Recognition and Deployment

Apply your trained model to new audio recordings in batch-processing mode.

For post-processed detections (typically used during deployment):

$> # Process field recordings with detection threshold
$> koogu-recognize /path/to/models/my_first_model \
         /path/to/data/field_recordings \
         /path/to/outputs/detections

Output format: Raven selection tables (.selections.txt)

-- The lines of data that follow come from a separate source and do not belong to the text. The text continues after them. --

impl ConversationManager {
    pub fn new(controller: ChatController, ui: &UiConfig) -> Self {
        let (update_tx, update_rx) = streaming::update_channel();
        Self {
            controller,
            composer: ConversationComposer::new("Type a message, or / for commands..."),
            scroll: ScrollController::new(),
            selected_prompt: 0,
            notice: None,
            show_timestamps: ui.show_timestamps,
            tick: 0,
            update_tx,
            update_rx,
        }
    }

    pub fn controller(&self) -> &ChatController {
        &self.controller
    }

    /// Hand text to the controller and start a consumer task for it.
    /// Must be called from within a tokio runtime.
    pub fn submit(&mut self, text: &str) {
        self.notice = None;
        match self.controller.submit(text) {
            Ok(Some(ticket)) => {
                streaming::spawn_stream(ticket, self.update_tx.clone());
            }
            Ok(None) => {}
            Err(e @ (ChatError::Busy | ChatError::NoSession)) => {
                self.notice = Some(e.user_message().to_string());
            }
            Err(e) => {
                debug!(error = %e, "Submit refused");
            }
        }
        self.composer.set_enabled(!self.controller.is_busy());
    }

    /// Apply every update that has arrived since the last call, in order
    pub fn process_stream_updates(&mut self) {
        loop {
            match self.update_rx.try_recv() {
                Ok(update) => {
                    self.controller.apply(update);
                }
                Err(TryRecvError::Empty) | Err(TryRecvError::Disconnected) => break,
            }
        }
        self.composer.set_enabled(!self.controller.is_busy());
    }

    /// Advance the loading animation
    pub fn on_tick(&mut self) {
        self.tick = self.tick.wrapping_add(1);
    }

    /// Handle key input
    pub fn handle_key(&mut self, key: KeyEvent) -> ConversationAction {
        if key.kind != KeyEventKind::Press {
            return ConversationAction::None;
        }

        if key.code == KeyCode::Char('c') && key.modifiers.contains(KeyModifiers::CONTROL) {
            return ConversationAction::Exit;
        }

        match key.code {
            KeyCode::PageUp => {
                self.scroll.scroll_up(PAGE_LINES);
                return ConversationAction::None;
            }
            KeyCode::PageDown => {
                self.scroll.scroll_down(PAGE_LINES);
                return ConversationAction::None;
            }
            _ => {}
        }

        if self.prompts_visible() && self.composer.is_empty() {
            match key.code {
                KeyCode::Up => {
                    self.selected_prompt =
                        (self.selected_prompt + EXAMPLE_PROMPTS.len() - 1) % EXAMPLE_PROMPTS.len();
                    return ConversationAction::None;
                }
                KeyCode::Down => {
                    self.selected_prompt = (self.selected_prompt + 1) % EXAMPLE_PROMPTS.len();
                    return ConversationAction::None;
                }
                KeyCode::Enter if key.modifiers.is_empty() => {
                    let prompt = example_prompt(self.selected_prompt).prompt;
                    self.submit(prompt);
                    return ConversationAction::None;
                }
                _ => {}
            }
        }

        match self.composer.handle_key(key) {
            ComposerResult::Submitted(text) => {
                self.submit(&text);
                ConversationAction::None
            }
            ComposerResult::Command(command) => self.handle_slash_command(command),
            ComposerResult::None => ConversationAction::None,
        }
    }

    fn handle_slash_command(&mut self, command: ParsedCommand) -> ConversationAction {
        match command.command {
            SlashCommand::Help => {
                self.notice = Some(get_help_text());
                ConversationAction::None
            }
            SlashCommand::Quit => ConversationAction::Exit,
        }
    }

    fn prompts_visible(&self) -> bool {
        let state = self.controller.state();
        state.messages.is_empty() && !state.is_loading
    }

    /// Cancel in-flight streams before the UI goes away
    pub fn shutdown(&mut self) {
        self.controller.shutdown();
    }

    /// Render the whole screen. Takes `&mut self` because the scroll
    /// controller reconciles against the laid-out transcript.
    pub fn render(&mut self, area: Rect, buf: &mut Buffer) {
        let view = present(self.controller.state(), self.selected_prompt);
        let model = self.controller.model().unwrap_or("not connected").to_string();

        let banner_height = if view.banner.is_some() { 3 } else { 0 };
        let notice_height = if self.notice.is_some() { 3 } else { 0 };
        let indicator_height = if view.is_loading { 1 } else { 0 };

        let chunks = Layout::default()
            .direction(Direction::Vertical)
            .constraints([
                Constraint::Length(1),
                Constraint::Min(3),
                Constraint::Length(banner_height),
                Constraint::Length(notice_height),
                Constraint::Length(indicator_height),
                Constraint::Length(3),
            ])
            .split(area);

        render_header(&model, chunks[0], buf);

        match &view.body {
            ConversationBody::ExamplePrompts { selected } => {
                PromptPicker::new(*selected).render(chunks[1], buf);
            }
            ConversationBody::Transcript(messages) => {
                let inner = ConversationHistory::block().inner(chunks[1]);
                let lines = transcript_lines(messages, inner.width, self.show_timestamps);
                let offset = self
                    .scroll
                    .observe(view.revision, lines.len(), inner.height as usize);
                ConversationHistory::new(&lines, offset).render(chunks[1], buf);
            }
        }

        if let Some(banner) = &view.banner {
            render_message_box(banner, "⚠️  Error", Color::Red, chunks[2], buf);
        }

        if let Some(notice) = &self.notice {
            render_message_box(notice, "ℹ️  Info", Color::Cyan, chunks[3], buf);
        }

        if view.is_loading {
            StreamingIndicator::new(&model, self.tick / 4).render(chunks[4], buf);
        }

        (&self.composer).render(chunks[5], buf);
    }
}

fn render_header(model: &str, area: Rect, buf: &mut Buffer) {
    if area.height == 0 || area.width == 0 {
        return;
    }
    let header = Line::from(vec![
        Span::styled(
            " ✨ gemchat ",
            Style::default().fg(Color::Cyan).add_modifier(Modifier::BOLD),
        ),
        Span::styled(format!("· {model}"), Style::default().fg(Color::DarkGray)),
    ]);
    buf.set_line(area.x, area.y, &header, area.width);
}

fn render_message_box(text: &str, title: &str, color: Color, area: Rect, buf: &mut Buffer) {
    Paragraph::new(text.to_string())
        .style(Style::default().fg(color))
        .wrap(Wrap { trim: true })
        .block(
            Block::default()
                .borders(Borders::ALL)
                .title(title.to_string())
                .border_style(Style::default().fg(color)),
        )
        .render(area, buf);
}

#[cfg(test)]
mod tests {
    use super::*;
    use crate::error::{INIT_FAILURE_MESSAGE, NO_SESSION_MESSAGE};
    use crate::events::Sender;
    use crate::test_utils::ScriptedSession;
    use std::sync::Arc;
    use std::time::Duration;

    fn manager_with(session: ScriptedSession) -> ConversationManager {
        ConversationManager::new(
            ChatController::new(Ok(Arc::new(session))),
            &UiConfig::default(),
        )
    }

    fn press(code: KeyCode) -> KeyEvent {
        KeyEvent::new(code, KeyModifiers::NONE)
    }

    fn screen(manager: &mut ConversationManager) -> Buffer {
        let area = Rect::new(0, 0, 60, 24);
        let mut buf = Buffer::empty(area);
        manager.render(area, &mut buf);
        buf
    }

    fn screen_text(buf: &Buffer) -> String {
        let area = buf.area;
        let mut text = String::new();
        for y in area.top()..area.bottom() {
            for x in area.left()..area.right() {
                text.push_str(buf.get(x, y).symbol());
            }
            text.push('\n');
        }
        text
    }

    async fn settle(manager: &mut ConversationManager) {
        for _ in 0..100 {
            manager.process_stream_updates();
            if !manager.controller().is_busy() {
                return;
            }
            tokio::time::sleep(Duration::from_millis(5)).await;
        }
        panic!("stream did not finish");
    }

    #[tokio::test]
    async fn enter_on_empty_transcript_sends_selected_example() {
        let session = Arc::new(ScriptedSession::with_chunks(&["Sure"]));
        let mut manager = ConversationManager::new(
            ChatController::new(Ok(session.clone())),
            &UiConfig::default(),
        );

        manager.handle_key(press(KeyCode::Down));
        manager.handle_key(press(KeyCode::Enter));
        settle(&mut manager).await;

        assert_eq!(session.sent_messages(), vec![EXAMPLE_PROMPTS[1].prompt.to_string()]);
        let messages = manager.controller().state().messages.as_slice();
        assert_eq!(messages.len(), 2);
        assert_eq!(messages[1].text, "Sure");
    }

    #[tokio::test]
    async fn typed_message_streams_and_renders() {
        let mut manager = manager_with(ScriptedSession::with_chunks(&["Hi", " there", "!"]));
        for c in "Hello".chars() {
            manager.handle_key(press(KeyCode::Char(c)));
        }
        manager.handle_key(press(KeyCode::Enter));
        assert!(manager.controller().state().is_loading);
        settle(&mut manager).await;

        let state = manager.controller().state();
        assert_eq!(state.messages.as_slice()[0].sender, Sender::User);
        assert_eq!(state.messages.as_slice()[1].text, "Hi there!");

        let text = screen_text(&screen(&mut manager));
        assert!(text.contains("Hello"));
        assert!(text.contains("Hi there!"));
        assert!(!text.contains("Try an example"));
    }

    #[test]
    fn init_failure_shows_banner_and_prompts() {
        let mut manager = ConversationManager::new(
            ChatController::new(Err(ChatError::Initialization("no key".into()))),
            &UiConfig::default(),
        );
        let text = screen_text(&screen(&mut manager));
        assert!(text.contains(INIT_FAILURE_MESSAGE));
        assert!(text.contains("Try an example"));
        assert!(text.contains("not connected"));
    }

    #[test]
    fn submit_without_session_adds_nothing() {
        let mut manager = ConversationManager::new(
            ChatController::new(Err(ChatError::Initialization("no key".into()))),
            &UiConfig::default(),
        );
        manager.submit("Hello");

        let state = manager.controller().state();
        assert!(state.messages.is_empty());
        assert!(!state.is_loading);
        assert_eq!(state.error.as_deref(), Some(INIT_FAILURE_MESSAGE));
        assert_eq!(manager.notice.as_deref(), Some(NO_SESSION_MESSAGE));
    }

    #[test]
    fn rendering_identical_state_is_identical() {
        let mut manager = manager_with(ScriptedSession::with_chunks(&[]));
        assert_eq!(screen(&mut manager), screen(&mut manager));
    }

    #[test]
    fn quit_command_and_ctrl_c_exit() {
        let mut manager = manager_with(ScriptedSession::with_chunks(&[]));
        for c in "/quit".chars() {
            manager.handle_key(press(KeyCode::Char(c)));
        }
        // first Enter accepts the palette entry, second runs it
        assert_eq!(manager.handle_key(press(KeyCode::Enter)), ConversationAction::None);
        assert_eq!(manager.handle_key(press(KeyCode::Enter)), ConversationAction::Exit);

        let ctrl_c = KeyEvent::new(KeyCode::Char('c'), KeyModifiers::CONTROL);
        assert_eq!(manager.handle_key(ctrl_c), ConversationAction::Exit);
    }

    #[test]
    fn help_command_sets_notice() {
        let mut manager = manager_with(ScriptedSession::with_chunks(&[]));
        for c in "/help ".chars() {
            manager.handle_key(press(KeyCode::Char(c)));
        }
        manager.handle_key(press(KeyCode::Enter));
        assert_eq!(manager.notice.as_deref(), Some(get_help_text().as_str()));
        assert!(manager.controller().state().messages.is_empty());
    }

    #[tokio::test]
    async fn long_transcript_is_pinned_to_bottom() {
        let reply: Vec<String> = (0..40).map(|i| format!("line{i}\n")).collect();
        let chunks: Vec<&str> = reply.iter().map(String::as_str).collect();
        let mut manager = manager_with(ScriptedSession::with_chunks(&chunks));
        manager.submit("Hello");
        settle(&mut manager).await;

        let text = screen_text(&screen(&mut manager));
        assert!(text.contains("line39"));
        assert!(!text.contains("line0 "));

        manager.handle_key(press(KeyCode::PageUp));
        manager.handle_key(press(KeyCode::PageUp));
        manager.handle_key(press(KeyCode::PageUp));
        let text = screen_text(&screen(&mut manager));
        assert!(!text.contains("line39"));
    }

    #[tokio::test]
    async fn wide_character_reply_is_fully_visible() {
        let reply: String = (0..60u32)
            .filter_map(|i| char::from_u32(0x4E00 + i))
            .collect();
        let mut manager = manager_with(ScriptedSession::with_chunks(&[reply.as_str()]));
        manager.submit("Hello");
        settle(&mut manager).await;

        let text = screen_text(&screen(&mut manager));
        let missing: Vec<char> = reply.chars().filter(|c| !text.contains(*c)).collect();
        assert!(missing.is_empty(), "missing {} of 60 chars", missing.len());
    }

    #[test]
    fn tiny_terminals_render_without_panicking() {
        let mut manager = manager_with(ScriptedSession::with_chunks(&[]));
        for c in "/".chars() {
            manager.handle_key(press(KeyCode::Char(c)));
        }
        for width in 1..12 {
            for height in 1..10 {
                let area = Rect::new(0, 0, width, height);
                let mut buf = Buffer::empty(area);
                manager.render(area, &mut buf);
            }
        }
    }
}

For raw segment-level scores (useful for testing and performance assessments):

$> # Generate raw per-clip scores
$> koogu-recognize /path/to/models/my_first_model \
         /path/to/data/test_recordings \
         /path/to/raw_scores/my_first_model --raw-scores

Output format: Raw NumPy arrays (.npz)

The recognition process provides real-time feedback:

est_audio/NOPP6_EST_20090401/NOPP6_EST_20090401_024500.flac |██████████| 100.0%
est_audio/NOPP6_EST_20090401/NOPP6_EST_20090401_024500.flac |██████    |  60.0%
Performance considerations
  • Batch size: Increase --batch-size for faster processing on high-RAM systems

  • Threading: Increase --threads for greater parallelization of I/O operations


Parameters

Positional arguments

  • <MODEL DIR>

    Path to the directory containing a model trained with Koogu.

  • <AUDIO SOURCE>

    Path to an audio file or to a directory. When a directory is provided, all files (of the supported types) within the directory will be processed (use the –recursive flag to also process subdirectories).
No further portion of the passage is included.